▶ [WHAT IS NEEDED] List each line of the data that holds the word "async".

▶ [GIVEN DATA]
#####

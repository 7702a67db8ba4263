//! User repository: account rows, referral linkage, moderation flags.
//! Balances are never written here; that is the ledger's job.

use chrono::Utc;
use shared::Cents;
use sqlx::SqlitePool;
use uuid::Uuid;

use crate::domain::{User, UserId};
use crate::errors::{AppError, Result};

#[derive(Clone)]
pub struct UserRepository {
    db: SqlitePool,
}

impl UserRepository {
    pub fn new(db: SqlitePool) -> Self {
        Self { db }
    }

    /// Fetch the account, creating it on first contact. New accounts get a
    /// fresh referral code and a zero balance.
    pub async fn get_or_create(&self, user_id: UserId, display_name: &str) -> Result<User> {
        let now = Utc::now();
        let referral_code = Uuid::new_v4().simple().to_string()[..8].to_string();

        sqlx::query(
            "INSERT INTO users (id, display_name, referral_code, created_at, last_active)
             VALUES (?1, ?2, ?3, ?4, ?4)
             ON CONFLICT(id) DO UPDATE SET
                 display_name = excluded.display_name,
                 last_active = excluded.last_active",
        )
        .bind(user_id)
        .bind(display_name)
        .bind(&referral_code)
        .bind(now)
        .execute(&self.db)
        .await?;

        self.find(user_id)
            .await?
            .ok_or_else(|| AppError::not_found(format!("User {} not found after upsert", user_id)))
    }

    pub async fn find(&self, user_id: UserId) -> Result<Option<User>> {
        let user = sqlx::query_as::<_, User>("SELECT * FROM users WHERE id = ?1")
            .bind(user_id)
            .fetch_optional(&self.db)
            .await?;
        Ok(user)
    }

    pub async fn find_by_referral_code(&self, code: &str) -> Result<Option<User>> {
        let user = sqlx::query_as::<_, User>("SELECT * FROM users WHERE referral_code = ?1")
            .bind(code)
            .fetch_optional(&self.db)
            .await?;
        Ok(user)
    }

    /// Link a referrer; first link wins, self-referrals are ignored.
    pub async fn set_referrer(&self, user_id: UserId, referrer_id: UserId) -> Result<bool> {
        if user_id == referrer_id {
            return Ok(false);
        }
        let result = sqlx::query(
            "UPDATE users SET referred_by = ?1 WHERE id = ?2 AND referred_by IS NULL",
        )
        .bind(referrer_id)
        .bind(user_id)
        .execute(&self.db)
        .await?;
        Ok(result.rows_affected() > 0)
    }

    pub async fn set_banned(&self, user_id: UserId, banned: bool) -> Result<()> {
        sqlx::query("UPDATE users SET banned = ?1 WHERE id = ?2")
            .bind(banned)
            .bind(user_id)
            .execute(&self.db)
            .await?;
        Ok(())
    }

    /// How many accounts this user has referred.
    pub async fn count_referred(&self, user_id: UserId) -> Result<i64> {
        let count: i64 = sqlx::query_scalar("SELECT COUNT(*) FROM users WHERE referred_by = ?1")
            .bind(user_id)
            .fetch_one(&self.db)
            .await?;
        Ok(count)
    }

    /// Total player liabilities, for solvency reporting.
    pub async fn total_player_balance(&self) -> Result<Cents> {
        let total: Option<i64> = sqlx::query_scalar("SELECT SUM(balance) FROM users")
            .fetch_one(&self.db)
            .await?;
        Ok(Cents::new(total.unwrap_or(0)))
    }
}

#####

▶ [RESPONSE FOR THIS EXERCISE]
    pub async fn get_or_create(&self, user_id: UserId, display_name: &str) -> Result<User> {
    pub async fn find(&self, user_id: UserId) -> Result<Option<User>> {
    pub async fn find_by_referral_code(&self, code: &str) -> Result<Option<User>> {
    pub async fn set_referrer(&self, user_id: UserId, referrer_id: UserId) -> Result<bool> {
    pub async fn set_banned(&self, user_id: UserId, banned: bool) -> Result<()> {
    pub async fn count_referred(&self, user_id: UserId) -> Result<i64> {
    pub async fn total_player_balance(&self) -> Result<Cents> {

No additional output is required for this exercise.